Digitalisering onderwijs
Volgens Wouters heeft digitalisering niet alleen een stempel op de zorgverlening gedrukt, maar ook op het bijbehorende onderwijs. De zorgprocessen verlopen anders en de verantwoordelijkheden moeten daarmee ook anders worden belegd. “Daar moet je in het onderwijs op inspelen, bijvoorbeeld tijdens de stages of met het ontwikkelen van lesstof. Dat vraagt meer kennis van ICT van de studenten in de zorgopleiding en in ieder geval samenwerking met een ICT-organisatie of -student. Dat is ook het ingewikkelde voor de component digitalisering in de zorgopleidingen. Het is niet meer one size fits all.”
Na 35 jaar onderwijs en onderzoek is het voor Eveline Wouters nu tijd om het rustiger aan te doen. Vanuit haar verschillende rollen heeft ze duizenden studenten begeleid.

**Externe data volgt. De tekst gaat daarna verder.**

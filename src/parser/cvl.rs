//! CVL spec parsing
//!
//! Extracts the declared methods and the rule/invariant property blocks of one
//! spec file.

use super::blocks::{contains_word, scan_blocks, BlockEnd, BlockScanner};
use regex::Regex;
use serde::{Deserialize, Serialize};
use std::collections::HashSet;
use std::fmt;
use std::path::{Path, PathBuf};

/// CVL built-ins that look like method declarations but are not contract methods
const BUILTIN_PREDICATES: [&str; 2] = ["require", "assert"];

/// Kind of verification property
#[derive(Debug, Clone, Copy, PartialEq, Eq, Hash, Serialize, Deserialize)]
#[serde(rename_all = "SCREAMING_SNAKE_CASE")]
pub enum BlockType {
    Rule,
    Invariant,
}

impl BlockType {
    pub fn as_str(&self) -> &'static str {
        match self {
            BlockType::Rule => "RULE",
            BlockType::Invariant => "INVARIANT",
        }
    }

    fn keyword(&self) -> &'static str {
        match self {
            BlockType::Rule => "rule",
            BlockType::Invariant => "invariant",
        }
    }

    fn block_end(&self) -> BlockEnd {
        match self {
            BlockType::Rule => BlockEnd::Balanced,
            BlockType::Invariant => BlockEnd::Statement,
        }
    }
}

impl fmt::Display for BlockType {
    fn fmt(&self, f: &mut fmt::Formatter<'_>) -> fmt::Result {
        f.write_str(self.as_str())
    }
}

/// A rule or invariant from a spec file
#[derive(Debug, Clone, PartialEq, Eq)]
pub struct PropertyBlock {
    pub block_type: BlockType,
    pub name: String,
    /// Spec file the block came from
    pub file_path: PathBuf,
    pub start_line: usize,
    pub end_line: usize,
    /// Block lines; replaced by the expanded content during cross-reference expansion
    pub content: Vec<String>,
    /// Declared methods whose bare name occurs in the block as a whole identifier
    pub methods_in_block: Vec<String>,
}

impl PropertyBlock {
    pub fn body(&self) -> String {
        self.content.join("\n")
    }
}

/// Method names declared in the first `methods { ... }` block.
///
/// Accepts CVL1 (`balanceOf(address) returns (uint) envfree`) and CVL2
/// (`function balanceOf(address) external returns (uint) envfree;`) entries,
/// including receiver-qualified ones such as `_token.transfer(..)`.
pub fn extract_methods(spec: &str) -> Result<Vec<String>, regex::Error> {
    let Some(block) = scan_blocks(spec, "methods")?.into_iter().next() else {
        return Ok(Vec::new());
    };

    let entry = Regex::new(
        r"^(?:function\s+)?([A-Za-z_][A-Za-z0-9_]*(?:\.[A-Za-z_][A-Za-z0-9_]*)*)\(",
    )?;

    let mut seen = HashSet::new();
    let mut methods = Vec::new();
    for line in block.text.lines() {
        let Some(caps) = entry.captures(line.trim_start()) else {
            continue;
        };
        let Some(name) = caps.get(1).map(|m| m.as_str()) else {
            continue;
        };
        if BUILTIN_PREDICATES.contains(&name) {
            continue;
        }
        if seen.insert(name.to_string()) {
            methods.push(name.to_string());
        }
    }

    Ok(methods)
}

/// Name of a method without its receiver qualifier (`_token.transfer` -> `transfer`)
pub fn bare_method_name(method: &str) -> &str {
    method.rsplit('.').next().unwrap_or(method)
}

/// Parse every rule and invariant in `spec`, ordered by position.
///
/// Property names are unique per file: a later block reusing a name is dropped.
pub fn parse_properties(
    spec: &str,
    file_path: &Path,
    methods: &[String],
) -> Result<Vec<PropertyBlock>, regex::Error> {
    let mut located = Vec::new();
    for block_type in [BlockType::Rule, BlockType::Invariant] {
        let scanner = BlockScanner::new(block_type.keyword(), block_type.block_end())?;
        located.extend(
            scanner
                .scan(spec)
                .into_iter()
                .filter(|b| !b.name.is_empty())
                .map(|b| (block_type, b)),
        );
    }
    located.sort_by_key(|(_, b)| b.start);

    let mut names = HashSet::new();
    let mut properties = Vec::new();
    for (block_type, block) in located {
        if !names.insert(block.name.clone()) {
            log::warn!(
                "{}: duplicate property `{}` at line {} ignored",
                file_path.display(),
                block.name,
                block.start_line
            );
            continue;
        }

        let methods_in_block = methods
            .iter()
            .filter(|m| contains_word(&block.text, bare_method_name(m)))
            .cloned()
            .collect();

        properties.push(PropertyBlock {
            block_type,
            content: block.lines(),
            name: block.name,
            file_path: file_path.to_path_buf(),
            start_line: block.start_line,
            end_line: block.end_line,
            methods_in_block,
        });
    }

    Ok(properties)
}

#[cfg(test)]
mod tests {
    use super::*;

    const SPEC: &str = r#"methods {
    balanceOf(address) returns (uint) envfree
    totalSupply() returns (uint) envfree
    _token.transfer(address, uint) returns (bool)
    balanceOf(address) returns (uint) envfree
}

// rule commentedOut { }

invariant totalSupplyMatches() balanceSum == totalSupply;

rule onlyOwnerCanWithdraw {
    env e;
    require e.msg.sender != owner();
    withdraw@withrevert(e, 100);
    assert lastReverted;
}

rule transferMoves(address to) {
    env e;
    _token.transfer(e, to, 1);
    assert balanceOf(to) > 0;
}
"#;

    #[test]
    fn test_extract_methods() {
        let methods = extract_methods(SPEC).unwrap();
        assert_eq!(methods, vec!["balanceOf", "totalSupply", "_token.transfer"]);
    }

    #[test]
    fn test_extract_methods_cvl2_and_builtins() {
        let spec = "methods {\n    function balanceOf(address) external returns (uint) envfree;\n    require(x);\n    assert(y);\n}\n";
        let methods = extract_methods(spec).unwrap();
        assert_eq!(methods, vec!["balanceOf"]);
    }

    #[test]
    fn test_no_methods_block() {
        assert!(extract_methods("rule r { }").unwrap().is_empty());
    }

    #[test]
    fn test_parse_properties_in_file_order() {
        let methods = extract_methods(SPEC).unwrap();
        let props = parse_properties(SPEC, Path::new("Vault.spec"), &methods).unwrap();
        let names: Vec<_> = props.iter().map(|p| p.name.as_str()).collect();
        assert_eq!(names, vec!["totalSupplyMatches", "onlyOwnerCanWithdraw", "transferMoves"]);

        assert_eq!(props[0].block_type, BlockType::Invariant);
        assert_eq!((props[0].start_line, props[0].end_line), (10, 10));
        assert!(props[0].methods_in_block.contains(&"totalSupply".to_string()));

        assert_eq!(props[1].block_type, BlockType::Rule);
        assert_eq!((props[1].start_line, props[1].end_line), (12, 17));
        assert!(props[1].methods_in_block.is_empty());

        assert_eq!(
            props[2].methods_in_block,
            vec!["balanceOf".to_string(), "_token.transfer".to_string()]
        );
        assert_eq!(props[2].file_path, PathBuf::from("Vault.spec"));
    }

    #[test]
    fn test_duplicate_names_keep_first() {
        let spec = "rule dup { first(); }\nrule dup { second(); }\n";
        let props = parse_properties(spec, Path::new("d.spec"), &[]).unwrap();
        assert_eq!(props.len(), 1);
        assert!(props[0].body().contains("first"));
    }

    #[test]
    fn test_methods_in_block_whole_identifier() {
        let methods = vec!["bid".to_string(), "getHighestBid".to_string(), "_token.transfer".to_string()];
        let spec = "invariant highestNeverDrops() getHighestBid() >= 0 && transferFrom(a) == 0;\n";
        let props = parse_properties(spec, Path::new("a.spec"), &methods).unwrap();
        assert_eq!(props[0].methods_in_block, vec!["getHighestBid".to_string()]);
    }

    #[test]
    fn test_bare_method_name() {
        assert_eq!(bare_method_name("_token.transfer"), "transfer");
        assert_eq!(bare_method_name("a.b.c"), "c");
        assert_eq!(bare_method_name("mint"), "mint");
    }
}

Helemaal stoppen met werken doet ze niet: een aantal promovendi blijft ze nog begeleiden. “Ik vind het fijn om op deze manier langzaam mijn loopbaan te kunnen afsluiten”, zegt Wouters.
Op de vraag of ze nog een goed advies heeft voor beginnende docenten, stelt ze: “Je kunt nog zó goed zijn voorbereid, maar dat is geen garantie dat de lessen ook goed gaan. Soms moet je improviseren. Het gaat erom dat je authentiek kunt zijn. Je hoeft niet alles te weten, en je moet jezelf ook de kans geven om juist van studenten te leren. Dan ga je huppelend de klas uit. Maar als je het gevoel hebt dat je iedere dag per se moet presteren en alles moet weten, dan wordt het lastig voor je.”
CV
Eveline Wouters is lector bij hogeschool Fontys en werkt als bijzonder hoogleraar bij Tranzo (Tilburg University). Begin 2025 gaat ze met emiraat.